Items from a dataset:

▬▬▬▬▬▬

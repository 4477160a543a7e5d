use crate::ConfigError;
use serde::{Deserialize, Serialize};

#[derive(Debug, Clone, Default, PartialEq, Serialize, Deserialize)]
#[serde(default)]
pub struct TrxConfig {
    pub shell: ShellConfig,
    pub sandbox: SandboxConfig,
    pub logging: LoggingConfig,
}

impl TrxConfig {
    /// Check the VFS locations: home, rc file, packages dir and every `PATH`
    /// entry must be absolute.
    pub fn validate(&self) -> Result<(), ConfigError> {
        let fields = [
            ("shell.home", self.shell.home.as_str()),
            ("shell.rc_file", self.shell.rc_file.as_str()),
            ("sandbox.packages_dir", self.sandbox.packages_dir.as_str()),
        ];
        let path_entries = self
            .shell
            .path
            .split(':')
            .filter(|dir| !dir.is_empty())
            .map(|dir| ("shell.path", dir));
        for (field, value) in fields.into_iter().chain(path_entries) {
            if !value.starts_with('/') {
                return Err(ConfigError::RelativePath {
                    field,
                    value: value.to_string(),
                });
            }
        }
        if !["http://", "https://"]
            .iter()
            .any(|scheme| self.sandbox.origin.starts_with(scheme))
        {
            return Err(ConfigError::InvalidOrigin(self.sandbox.origin.clone()));
        }
        Ok(())
    }
}

#[derive(Debug, Clone, PartialEq, Serialize, Deserialize)]
#[serde(default)]
pub struct ShellConfig {
    /// Prompt template. Placeholders: `{cwd}`, `{user}`, `{status}` and the
    /// color names `{red}`, `{green}`, `{blue}`, `{yellow}`, `{cyan}`,
    /// `{bold}`, `{reset}`.
    pub prompt: String,
    /// Initial `PATH` inside the virtual filesystem.
    pub path: String,
    pub home: String,
    pub user: String,
    /// Script inside the VFS sourced at startup when it exists.
    pub rc_file: String,
    pub history: HistoryConfig,
}

impl Default for ShellConfig {
    fn default() -> Self {
        Self {
            prompt: "{green}{user}{reset}:{blue}{cwd}{reset}$ ".to_string(),
            path: "/bin:/usr/bin".to_string(),
            home: "/home/user".to_string(),
            user: "user".to_string(),
            rc_file: "/home/user/.trxrc".to_string(),
            history: HistoryConfig::default(),
        }
    }
}

#[derive(Debug, Clone, PartialEq, Serialize, Deserialize)]
#[serde(default)]
pub struct HistoryConfig {
    pub enabled: bool,
    /// Host path of the REPL history file.
    pub file: String,
    pub max_entries: usize,
}

impl Default for HistoryConfig {
    fn default() -> Self {
        Self {
            enabled: true,
            file: "~/.trx_history".to_string(),
            max_entries: 1000,
        }
    }
}

impl HistoryConfig {
    /// History file path with `~` and `$VAR` expanded.
    #[must_use]
    pub fn expanded_file(&self) -> String {
        shellexpand::full(&self.file)
            .map(|p| p.into_owned())
            .unwrap_or_else(|_| self.file.clone())
    }
}

#[derive(Debug, Clone, PartialEq, Serialize, Deserialize)]
#[serde(default)]
pub struct SandboxConfig {
    /// Origin the host serves from. Relative endpoints resolve against it.
    pub origin: String,
    /// Same-origin endpoint `proxyFetch` routes requests through.
    pub proxy_endpoint: String,
    /// Executables below `<packages_dir>/<package>/` get package config access.
    pub packages_dir: String,
    pub features: FeatureConfig,
}

impl Default for SandboxConfig {
    fn default() -> Self {
        Self {
            origin: "http://localhost:8080".to_string(),
            proxy_endpoint: "/api/proxy".to_string(),
            packages_dir: "/usr/lib/trx".to_string(),
            features: FeatureConfig::default(),
        }
    }
}

/// Host feature switches consulted for an executable's `@requires` list.
#[derive(Debug, Clone, Copy, PartialEq, Eq, Serialize, Deserialize)]
#[serde(default)]
pub struct FeatureConfig {
    pub network: bool,
    pub clipboard: bool,
    pub storage: bool,
}

impl Default for FeatureConfig {
    fn default() -> Self {
        Self {
            network: true,
            clipboard: false,
            storage: true,
        }
    }
}

#[derive(Debug, Clone, PartialEq, Serialize, Deserialize)]
#[serde(default)]
pub struct LoggingConfig {
    pub level: LogLevel,
    pub format: LogFormat,
    pub filter: String,
}

impl Default for LoggingConfig {
    fn default() -> Self {
        Self {
            level: LogLevel::Warn,
            format: LogFormat::Pretty,
            filter: String::new(),
        }
    }
}

#[derive(Debug, Clone, Copy, PartialEq, Eq, Serialize, Deserialize)]
#[serde(rename_all = "lowercase")]
pub enum LogLevel {
    Trace,
    Debug,
    Info,
    Warn,
    Error,
}

impl LogLevel {
    pub fn as_str(&self) -> &'static str {
        match self {
            Self::Trace => "trace",
            Self::Debug => "debug",
            Self::Info => "info",
            Self::Warn => "warn",
            Self::Error => "error",
        }
    }
}

#[derive(Debug, Clone, Copy, PartialEq, Eq, Serialize, Deserialize)]
#[serde(rename_all = "lowercase")]
pub enum LogFormat {
    Pretty,
    Json,
    Compact,
}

▬▬▬▬▬▬

Instructions to follow: Return, from the data, each line where the string "inside" occurs.

Answer to this problem:
    /// Initial `PATH` inside the virtual filesystem.
    /// Script inside the VFS sourced at startup when it exists.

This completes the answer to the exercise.